> _Supplied information_
● ● ● ● ● ● ●

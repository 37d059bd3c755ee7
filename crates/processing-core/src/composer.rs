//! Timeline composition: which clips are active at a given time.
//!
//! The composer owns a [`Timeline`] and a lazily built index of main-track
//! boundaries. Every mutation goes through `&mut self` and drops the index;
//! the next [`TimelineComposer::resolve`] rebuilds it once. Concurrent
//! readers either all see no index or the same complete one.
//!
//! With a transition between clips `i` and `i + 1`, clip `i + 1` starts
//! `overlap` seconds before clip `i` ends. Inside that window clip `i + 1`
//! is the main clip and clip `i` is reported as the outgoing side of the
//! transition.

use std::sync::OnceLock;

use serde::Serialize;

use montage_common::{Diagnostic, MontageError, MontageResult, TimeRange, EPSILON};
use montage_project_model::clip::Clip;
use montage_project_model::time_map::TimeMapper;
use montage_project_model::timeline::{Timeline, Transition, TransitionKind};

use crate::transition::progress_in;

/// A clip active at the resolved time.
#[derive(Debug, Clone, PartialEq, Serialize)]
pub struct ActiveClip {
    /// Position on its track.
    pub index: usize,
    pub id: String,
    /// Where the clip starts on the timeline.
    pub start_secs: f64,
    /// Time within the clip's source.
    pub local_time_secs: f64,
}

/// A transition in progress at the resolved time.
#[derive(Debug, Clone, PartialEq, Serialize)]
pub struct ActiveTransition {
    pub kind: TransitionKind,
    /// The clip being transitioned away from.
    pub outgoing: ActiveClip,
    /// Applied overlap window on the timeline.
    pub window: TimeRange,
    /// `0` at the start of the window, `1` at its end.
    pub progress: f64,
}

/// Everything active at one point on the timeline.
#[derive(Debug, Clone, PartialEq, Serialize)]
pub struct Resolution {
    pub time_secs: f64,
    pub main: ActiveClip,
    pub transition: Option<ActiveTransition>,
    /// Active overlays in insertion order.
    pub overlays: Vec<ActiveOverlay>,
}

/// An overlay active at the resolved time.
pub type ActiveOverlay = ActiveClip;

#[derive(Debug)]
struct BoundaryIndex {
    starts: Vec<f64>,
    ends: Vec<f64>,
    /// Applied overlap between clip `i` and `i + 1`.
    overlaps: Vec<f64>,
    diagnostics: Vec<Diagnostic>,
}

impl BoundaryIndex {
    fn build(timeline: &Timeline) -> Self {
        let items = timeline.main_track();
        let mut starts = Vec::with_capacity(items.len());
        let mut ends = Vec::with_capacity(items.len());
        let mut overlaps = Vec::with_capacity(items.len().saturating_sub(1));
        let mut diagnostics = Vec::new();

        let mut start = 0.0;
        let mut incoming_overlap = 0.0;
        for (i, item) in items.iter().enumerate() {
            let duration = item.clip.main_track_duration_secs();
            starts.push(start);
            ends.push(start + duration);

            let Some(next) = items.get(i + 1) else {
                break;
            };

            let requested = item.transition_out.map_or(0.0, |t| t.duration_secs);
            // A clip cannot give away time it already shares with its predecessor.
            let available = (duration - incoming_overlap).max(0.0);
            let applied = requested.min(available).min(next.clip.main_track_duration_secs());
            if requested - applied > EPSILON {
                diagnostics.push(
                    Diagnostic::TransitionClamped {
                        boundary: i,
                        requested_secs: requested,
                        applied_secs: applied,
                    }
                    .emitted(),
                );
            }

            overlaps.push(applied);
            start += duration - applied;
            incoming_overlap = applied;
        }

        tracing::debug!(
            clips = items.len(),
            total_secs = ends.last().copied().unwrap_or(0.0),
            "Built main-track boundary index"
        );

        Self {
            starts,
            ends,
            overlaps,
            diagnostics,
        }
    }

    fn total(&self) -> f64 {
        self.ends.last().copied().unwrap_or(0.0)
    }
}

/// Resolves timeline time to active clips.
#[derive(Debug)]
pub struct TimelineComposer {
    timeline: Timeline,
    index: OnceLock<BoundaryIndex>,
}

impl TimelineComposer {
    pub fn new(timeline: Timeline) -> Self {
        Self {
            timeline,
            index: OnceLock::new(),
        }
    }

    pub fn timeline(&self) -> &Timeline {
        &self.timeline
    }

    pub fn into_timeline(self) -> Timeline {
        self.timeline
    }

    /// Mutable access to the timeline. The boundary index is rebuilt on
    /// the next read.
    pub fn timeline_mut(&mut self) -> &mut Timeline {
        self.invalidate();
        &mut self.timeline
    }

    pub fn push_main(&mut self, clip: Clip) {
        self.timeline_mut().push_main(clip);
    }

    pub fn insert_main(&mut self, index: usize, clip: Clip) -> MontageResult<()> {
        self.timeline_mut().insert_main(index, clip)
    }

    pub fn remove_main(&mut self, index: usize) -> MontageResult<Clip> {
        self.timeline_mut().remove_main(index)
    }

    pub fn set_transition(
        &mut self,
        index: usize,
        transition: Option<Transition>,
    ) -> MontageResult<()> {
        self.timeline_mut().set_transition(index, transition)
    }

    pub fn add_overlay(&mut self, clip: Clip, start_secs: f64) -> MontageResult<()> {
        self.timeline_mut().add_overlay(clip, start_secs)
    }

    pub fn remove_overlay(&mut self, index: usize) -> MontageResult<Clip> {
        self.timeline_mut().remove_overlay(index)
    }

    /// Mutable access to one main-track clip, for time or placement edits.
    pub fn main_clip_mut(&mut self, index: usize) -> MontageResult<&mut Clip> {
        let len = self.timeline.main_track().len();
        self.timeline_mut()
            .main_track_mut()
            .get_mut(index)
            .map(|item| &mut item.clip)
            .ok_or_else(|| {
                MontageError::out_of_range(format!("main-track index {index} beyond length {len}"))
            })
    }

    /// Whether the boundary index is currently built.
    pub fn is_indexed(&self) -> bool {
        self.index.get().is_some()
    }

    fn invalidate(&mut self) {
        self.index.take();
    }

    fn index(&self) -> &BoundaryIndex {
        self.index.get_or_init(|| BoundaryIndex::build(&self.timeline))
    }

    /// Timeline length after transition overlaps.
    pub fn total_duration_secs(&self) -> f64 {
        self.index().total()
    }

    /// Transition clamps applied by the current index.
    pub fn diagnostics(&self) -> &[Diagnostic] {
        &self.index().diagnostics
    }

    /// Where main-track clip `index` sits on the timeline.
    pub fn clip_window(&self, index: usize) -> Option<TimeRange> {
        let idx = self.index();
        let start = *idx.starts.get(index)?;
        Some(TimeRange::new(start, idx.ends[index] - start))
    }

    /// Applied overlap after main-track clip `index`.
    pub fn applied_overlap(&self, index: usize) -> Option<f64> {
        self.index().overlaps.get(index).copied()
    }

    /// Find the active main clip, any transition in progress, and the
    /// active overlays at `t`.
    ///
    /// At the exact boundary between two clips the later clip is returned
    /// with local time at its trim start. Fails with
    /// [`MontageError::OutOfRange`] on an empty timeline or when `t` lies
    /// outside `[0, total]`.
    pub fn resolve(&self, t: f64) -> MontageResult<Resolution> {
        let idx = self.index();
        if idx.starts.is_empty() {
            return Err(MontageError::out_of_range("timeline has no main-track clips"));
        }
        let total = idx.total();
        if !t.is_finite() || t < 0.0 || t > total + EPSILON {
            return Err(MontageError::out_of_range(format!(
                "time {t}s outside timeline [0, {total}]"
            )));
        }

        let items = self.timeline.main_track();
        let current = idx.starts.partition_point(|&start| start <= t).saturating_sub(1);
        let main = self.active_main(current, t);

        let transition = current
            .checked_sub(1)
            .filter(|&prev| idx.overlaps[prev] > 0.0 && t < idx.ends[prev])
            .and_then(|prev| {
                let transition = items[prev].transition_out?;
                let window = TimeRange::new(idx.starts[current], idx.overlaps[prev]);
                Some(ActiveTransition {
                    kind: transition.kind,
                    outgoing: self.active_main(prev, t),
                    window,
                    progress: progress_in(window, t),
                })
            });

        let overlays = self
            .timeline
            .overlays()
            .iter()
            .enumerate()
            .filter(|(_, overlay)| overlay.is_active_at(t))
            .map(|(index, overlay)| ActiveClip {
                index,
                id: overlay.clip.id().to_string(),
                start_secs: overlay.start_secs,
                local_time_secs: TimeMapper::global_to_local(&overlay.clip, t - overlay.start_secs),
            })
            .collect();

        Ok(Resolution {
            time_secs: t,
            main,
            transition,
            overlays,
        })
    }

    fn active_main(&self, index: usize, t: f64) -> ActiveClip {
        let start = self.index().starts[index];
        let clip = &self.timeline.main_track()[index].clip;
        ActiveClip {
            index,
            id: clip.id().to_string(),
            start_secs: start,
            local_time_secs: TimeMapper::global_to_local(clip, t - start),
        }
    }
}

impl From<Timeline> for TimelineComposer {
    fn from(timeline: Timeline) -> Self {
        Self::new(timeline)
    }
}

● ● ● ● ● ● ●

Once you find the line with "let duration = item.clip.main_track_duration_secs();" above, print it and every line after it up to and including the line with "pub fn timeline(&self)", exactly as written and nothing else.

> _Written response_
            let duration = item.clip.main_track_duration_secs();
            starts.push(start);
            ends.push(start + duration);

            let Some(next) = items.get(i + 1) else {
                break;
            };

            let requested = item.transition_out.map_or(0.0, |t| t.duration_secs);
            // A clip cannot give away time it already shares with its predecessor.
            let available = (duration - incoming_overlap).max(0.0);
            let applied = requested.min(available).min(next.clip.main_track_duration_secs());
            if requested - applied > EPSILON {
                diagnostics.push(
                    Diagnostic::TransitionClamped {
                        boundary: i,
                        requested_secs: requested,
                        applied_secs: applied,
                    }
                    .emitted(),
                );
            }

            overlaps.push(applied);
            start += duration - applied;
            incoming_overlap = applied;
        }

        tracing::debug!(
            clips = items.len(),
            total_secs = ends.last().copied().unwrap_or(0.0),
            "Built main-track boundary index"
        );

        Self {
            starts,
            ends,
            overlaps,
            diagnostics,
        }
    }

    fn total(&self) -> f64 {
        self.ends.last().copied().unwrap_or(0.0)
    }
}

/// Resolves timeline time to active clips.
#[derive(Debug)]
pub struct TimelineComposer {
    timeline: Timeline,
    index: OnceLock<BoundaryIndex>,
}

impl TimelineComposer {
    pub fn new(timeline: Timeline) -> Self {
        Self {
            timeline,
            index: OnceLock::new(),
        }
    }

    pub fn timeline(&self) -> &Timeline {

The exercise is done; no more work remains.